Stored dataset items:
________
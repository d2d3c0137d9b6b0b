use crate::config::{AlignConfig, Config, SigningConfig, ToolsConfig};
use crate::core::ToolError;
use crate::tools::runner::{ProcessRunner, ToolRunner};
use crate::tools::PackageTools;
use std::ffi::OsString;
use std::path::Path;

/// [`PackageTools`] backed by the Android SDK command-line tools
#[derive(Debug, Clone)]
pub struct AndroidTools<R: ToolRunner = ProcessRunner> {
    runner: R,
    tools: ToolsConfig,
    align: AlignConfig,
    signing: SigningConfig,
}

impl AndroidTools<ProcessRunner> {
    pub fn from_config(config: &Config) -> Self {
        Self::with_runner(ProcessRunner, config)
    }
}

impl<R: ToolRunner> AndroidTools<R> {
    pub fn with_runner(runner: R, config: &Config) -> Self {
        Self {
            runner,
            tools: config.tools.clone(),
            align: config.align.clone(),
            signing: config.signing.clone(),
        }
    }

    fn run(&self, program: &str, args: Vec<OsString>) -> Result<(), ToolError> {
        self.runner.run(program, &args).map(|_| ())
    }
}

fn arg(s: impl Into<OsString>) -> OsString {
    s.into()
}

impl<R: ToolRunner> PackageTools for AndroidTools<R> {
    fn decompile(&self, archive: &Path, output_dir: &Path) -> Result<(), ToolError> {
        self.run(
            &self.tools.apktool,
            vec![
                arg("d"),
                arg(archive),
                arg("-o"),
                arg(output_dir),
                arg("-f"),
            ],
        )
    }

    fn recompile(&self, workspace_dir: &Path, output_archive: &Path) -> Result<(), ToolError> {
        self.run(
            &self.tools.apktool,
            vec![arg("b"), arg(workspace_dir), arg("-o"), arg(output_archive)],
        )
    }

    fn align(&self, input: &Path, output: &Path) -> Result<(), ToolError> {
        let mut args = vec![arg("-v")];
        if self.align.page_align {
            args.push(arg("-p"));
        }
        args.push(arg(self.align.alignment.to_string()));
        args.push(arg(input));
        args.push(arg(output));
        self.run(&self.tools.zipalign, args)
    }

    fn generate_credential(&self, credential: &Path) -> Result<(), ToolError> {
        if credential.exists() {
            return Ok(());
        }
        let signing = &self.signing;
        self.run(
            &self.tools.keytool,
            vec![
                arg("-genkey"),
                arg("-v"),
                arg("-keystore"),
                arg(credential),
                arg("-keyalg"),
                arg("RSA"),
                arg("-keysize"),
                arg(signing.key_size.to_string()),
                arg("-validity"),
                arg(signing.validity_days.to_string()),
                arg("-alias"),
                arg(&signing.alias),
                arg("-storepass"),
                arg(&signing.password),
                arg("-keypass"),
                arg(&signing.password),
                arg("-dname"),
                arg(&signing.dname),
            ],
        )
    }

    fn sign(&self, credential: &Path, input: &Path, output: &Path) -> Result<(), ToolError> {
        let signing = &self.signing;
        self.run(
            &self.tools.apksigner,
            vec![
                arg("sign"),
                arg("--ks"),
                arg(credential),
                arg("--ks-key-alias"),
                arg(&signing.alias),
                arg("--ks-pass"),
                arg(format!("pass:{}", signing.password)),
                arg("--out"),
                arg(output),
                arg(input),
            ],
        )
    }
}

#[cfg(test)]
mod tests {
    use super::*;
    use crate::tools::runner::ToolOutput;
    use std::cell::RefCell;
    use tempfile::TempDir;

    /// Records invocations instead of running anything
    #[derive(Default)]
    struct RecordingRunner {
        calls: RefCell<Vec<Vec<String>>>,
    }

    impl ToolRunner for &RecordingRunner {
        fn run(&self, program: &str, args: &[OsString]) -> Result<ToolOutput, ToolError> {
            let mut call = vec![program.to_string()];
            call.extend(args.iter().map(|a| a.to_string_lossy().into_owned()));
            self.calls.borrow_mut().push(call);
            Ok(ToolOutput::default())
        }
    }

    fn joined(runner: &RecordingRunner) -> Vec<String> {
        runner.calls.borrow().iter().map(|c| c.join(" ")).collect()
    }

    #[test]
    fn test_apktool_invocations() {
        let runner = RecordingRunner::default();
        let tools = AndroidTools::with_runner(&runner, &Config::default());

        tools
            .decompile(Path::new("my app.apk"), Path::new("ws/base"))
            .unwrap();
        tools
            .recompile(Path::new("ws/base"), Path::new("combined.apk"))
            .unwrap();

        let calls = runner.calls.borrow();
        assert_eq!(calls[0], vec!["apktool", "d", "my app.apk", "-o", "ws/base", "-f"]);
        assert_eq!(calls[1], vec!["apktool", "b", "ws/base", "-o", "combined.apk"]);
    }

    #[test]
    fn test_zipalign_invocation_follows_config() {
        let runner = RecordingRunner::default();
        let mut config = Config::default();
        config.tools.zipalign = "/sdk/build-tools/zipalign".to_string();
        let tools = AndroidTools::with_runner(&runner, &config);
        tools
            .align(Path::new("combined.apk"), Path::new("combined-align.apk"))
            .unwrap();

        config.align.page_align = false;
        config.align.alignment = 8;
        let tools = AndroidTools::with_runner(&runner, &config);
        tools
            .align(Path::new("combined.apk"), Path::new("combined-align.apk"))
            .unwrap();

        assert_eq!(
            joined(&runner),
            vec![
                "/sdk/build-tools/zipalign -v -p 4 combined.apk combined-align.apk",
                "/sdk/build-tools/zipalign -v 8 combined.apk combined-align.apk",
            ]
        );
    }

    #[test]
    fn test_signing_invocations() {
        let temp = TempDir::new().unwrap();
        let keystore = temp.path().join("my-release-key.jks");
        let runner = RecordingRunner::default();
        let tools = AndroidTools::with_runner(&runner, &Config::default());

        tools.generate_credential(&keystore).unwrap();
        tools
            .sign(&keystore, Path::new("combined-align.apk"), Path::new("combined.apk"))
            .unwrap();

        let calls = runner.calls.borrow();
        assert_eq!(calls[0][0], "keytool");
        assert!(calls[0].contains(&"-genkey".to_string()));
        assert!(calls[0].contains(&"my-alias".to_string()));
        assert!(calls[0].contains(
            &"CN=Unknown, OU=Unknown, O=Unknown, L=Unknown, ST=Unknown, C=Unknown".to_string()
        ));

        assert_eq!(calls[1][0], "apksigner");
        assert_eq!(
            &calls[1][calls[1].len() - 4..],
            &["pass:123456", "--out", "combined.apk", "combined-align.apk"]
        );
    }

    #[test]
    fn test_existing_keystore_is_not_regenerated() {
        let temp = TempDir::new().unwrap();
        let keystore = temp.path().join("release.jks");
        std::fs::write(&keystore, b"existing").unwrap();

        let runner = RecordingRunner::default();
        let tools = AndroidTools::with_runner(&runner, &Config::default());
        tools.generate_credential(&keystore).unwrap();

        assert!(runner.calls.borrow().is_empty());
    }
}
________
For the string "alignment", go through the entries above and copy each line where it occurs.

■ ANSWER
        args.push(arg(self.align.alignment.to_string()));
        config.align.alignment = 8;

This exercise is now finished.